Wednesday, January 17, 2007

Narcotics: Not Really a Girl’s Best Friend

Four days after my surgery I felt more woozy, and had more vertigo, than on any of the previous days. I blame withdrawal, from the false god Oxycodone. Oxycodone comes to you in the depths of your discombobulation, offering an easy-going, pain-free existence, certainty about life, joy in all your gifts, and an ability to sleep at the drop of a hat. The price—an intensely satisfying voiding of the bowels—seems small and insignificant in the face of the benefits.
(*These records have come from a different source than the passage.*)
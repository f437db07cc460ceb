use std::{fmt, path::PathBuf};

#[derive(Debug)]
pub enum SenderError {
    /// The host exposes no event dispatcher; neither ticks nor frame events can be observed.
    DispatcherUnavailable,
    /// The host exposes no texture factory.
    FactoryUnavailable,
    /// No scene context is active (or the stage interface is missing).
    ContextUnavailable,
    /// The texture factory refused to start.
    FactoryStartup { msg: String },
    /// The rendering engine could not be attached to the active context.
    EngineAttach { engine_id: String, msg: String },
    /// The factory failed to create the shared texture.
    TextureCreate { name: String, msg: String },
    /// A shared texture is already live; only one is ever created.
    TextureLimit { live: usize },
    /// The sharing subsystem could not register the named channel.
    ChannelOpen { name: String, msg: String },
    /// I/O error reading a file.
    Io { path: PathBuf, source: std::io::Error },
    /// JSON parse error for a file.
    Json { path: PathBuf, source: serde_json::Error },
    /// Config is syntactically valid but semantically invalid.
    InvalidConfig { path: PathBuf, msg: String },
}

impl fmt::Display for SenderError {
    fn fmt(&self, f: &mut fmt::Formatter<'_>) -> fmt::Result {
        match self {
            SenderError::DispatcherUnavailable => {
                write!(f, "event dispatcher unavailable (no update ticks, no frame events)")
            }
            SenderError::FactoryUnavailable => write!(f, "texture factory unavailable"),
            SenderError::ContextUnavailable => write!(f, "no active scene context"),
            SenderError::FactoryStartup { msg } => {
                write!(f, "texture factory failed to start: {msg}")
            }
            SenderError::EngineAttach { engine_id, msg } => {
                write!(f, "could not attach engine '{engine_id}': {msg}")
            }
            SenderError::TextureCreate { name, msg } => {
                write!(f, "could not create shared texture '{name}': {msg}")
            }
            SenderError::TextureLimit { live } => {
                write!(f, "a shared texture is already live ({live} live)")
            }
            SenderError::ChannelOpen { name, msg } => {
                write!(f, "could not open sender channel '{name}': {msg}")
            }
            SenderError::Io { path, source } => {
                write!(f, "I/O error for {}: {}", path.display(), source)
            }
            SenderError::Json { path, source } => {
                write!(f, "JSON parse error for {}: {}", path.display(), source)
            }
            SenderError::InvalidConfig { path, msg } => {
                write!(f, "Invalid config {}: {}", path.display(), msg)
            }
        }
    }
}

impl std::error::Error for SenderError {
    fn source(&self) -> Option<&(dyn std::error::Error + 'static)> {
        match self {
            SenderError::Io { source, .. } => Some(source),
            SenderError::Json { source, .. } => Some(source),
            _ => None,
        }
    }
}
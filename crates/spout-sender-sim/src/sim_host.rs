//! Synthetic host collaborators
//!
//! A stand-in renderer that "renders" by handing out fake GPU handles, so the whole bridge can
//! run end to end without a GPU or the real host.

use std::sync::atomic::{AtomicU64, Ordering};
use std::sync::Arc;

use spout_sender::output::TextureSender;
use spout_sender_core::host::{
    AovDescriptor, FrameResultToken, GpuResource, SharedTexture, Stage, TextureDesc,
    TextureFactory, TextureId,
};
use spout_sender_core::{PixelFormat, SenderError};

/// Base of the fake resource handles; the frame's result handle is added to it.
const FAKE_RESOURCE_BASE: u64 = 0x1000_0000;

pub struct SimTexture {
    id: TextureId,
    desc: TextureDesc,
    skip_every: u64,
}

impl SharedTexture for SimTexture {
    fn id(&self) -> TextureId {
        self.id
    }

    fn desc(&self) -> &TextureDesc {
        &self.desc
    }

    fn query_aovs(
        &self,
        token: &FrameResultToken<'_>,
        name: &str,
        max_matches: usize,
    ) -> Vec<AovDescriptor> {
        // The sim renderer only computes LDR color, and not on every skip_every-th frame.
        if name != "LdrColor" || max_matches == 0 {
            return Vec::new();
        }
        if self.skip_every > 0 && token.raw() % self.skip_every == 0 {
            return Vec::new();
        }
        vec![AovDescriptor {
            name: name.to_string(),
            resource: GpuResource::from_raw(FAKE_RESOURCE_BASE + token.raw()),
        }]
    }
}

pub struct SimFactory {
    next: u64,
    skip_every: u64,
    started: bool,
}

impl SimFactory {
    pub fn new(skip_every: u64) -> Self {
        Self {
            next: 0,
            skip_every,
            started: false,
        }
    }
}

impl TextureFactory for SimFactory {
    fn startup(&mut self) -> Result<(), SenderError> {
        self.started = true;
        Ok(())
    }

    fn create_texture(
        &mut self,
        desc: &TextureDesc,
    ) -> Result<Arc<dyn SharedTexture>, SenderError> {
        if !self.started {
            return Err(SenderError::TextureCreate {
                name: desc.name.clone(),
                msg: "factory not started".into(),
            });
        }
        self.next += 1;
        Ok(Arc::new(SimTexture {
            id: TextureId(self.next),
            desc: desc.clone(),
            skip_every: self.skip_every,
        }))
    }

    fn release_texture(&mut self, _texture: Arc<dyn SharedTexture>) {}

    fn shutdown(&mut self) {
        self.started = false;
    }
}

#[derive(Default)]
pub struct SimStage {
    attached: std::sync::atomic::AtomicBool,
}

impl Stage for SimStage {
    fn active_context_name(&self) -> Option<String> {
        Some(String::new())
    }

    fn is_engine_attached(&self, _engine_id: &str) -> bool {
        self.attached.load(Ordering::Relaxed)
    }

    fn attach_engine(&self, _engine_id: &str) -> Result<(), SenderError> {
        self.attached.store(true, Ordering::Relaxed);
        Ok(())
    }
}

/// Backend that accepts every frame and counts it.
#[derive(Clone, Default)]
pub struct RecordingSender {
    pub frames: Arc<AtomicU64>,
}

impl TextureSender for RecordingSender {
    fn backend_name(&self) -> &'static str {
        "sim"
    }

    fn open(&mut self, _: &str, _: u32, _: u32, _: PixelFormat) -> anyhow::Result<()> {
        Ok(())
    }

    fn publish(
        &mut self,
        _resource: GpuResource,
        _width: u32,
        _height: u32,
        _format: PixelFormat,
    ) -> anyhow::Result<()> {
        self.frames.fetch_add(1, Ordering::Relaxed);
        Ok(())
    }

    fn close(&mut self) {}
}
And so, without question, even without pause, you pop the pills—two every three hours for the first 24, then two every four hours for the next 36, then one and a Tylenol, then another and a Tylenol, and then it suddenly occurs to you, looking in the mirror at your previously flat stomach that is now distended and taut, and appears to be carrying a 4-month-old fetus, that the price—an intensely satisfying voiding of the bowels, remember?—is in fact way too steep.

So I picked at the prunes my mother brought, sipped a bit of the grape juice, strolled casually around the neighborhood, and otherwise cavalierly assumed my body would do its job regardless. And then I cried, and then I took some over-the-counter Sennakot and had a good nights’ sleep, and then, ah blessed relief!

Just in case, I’m not even taking the Tylenol anymore.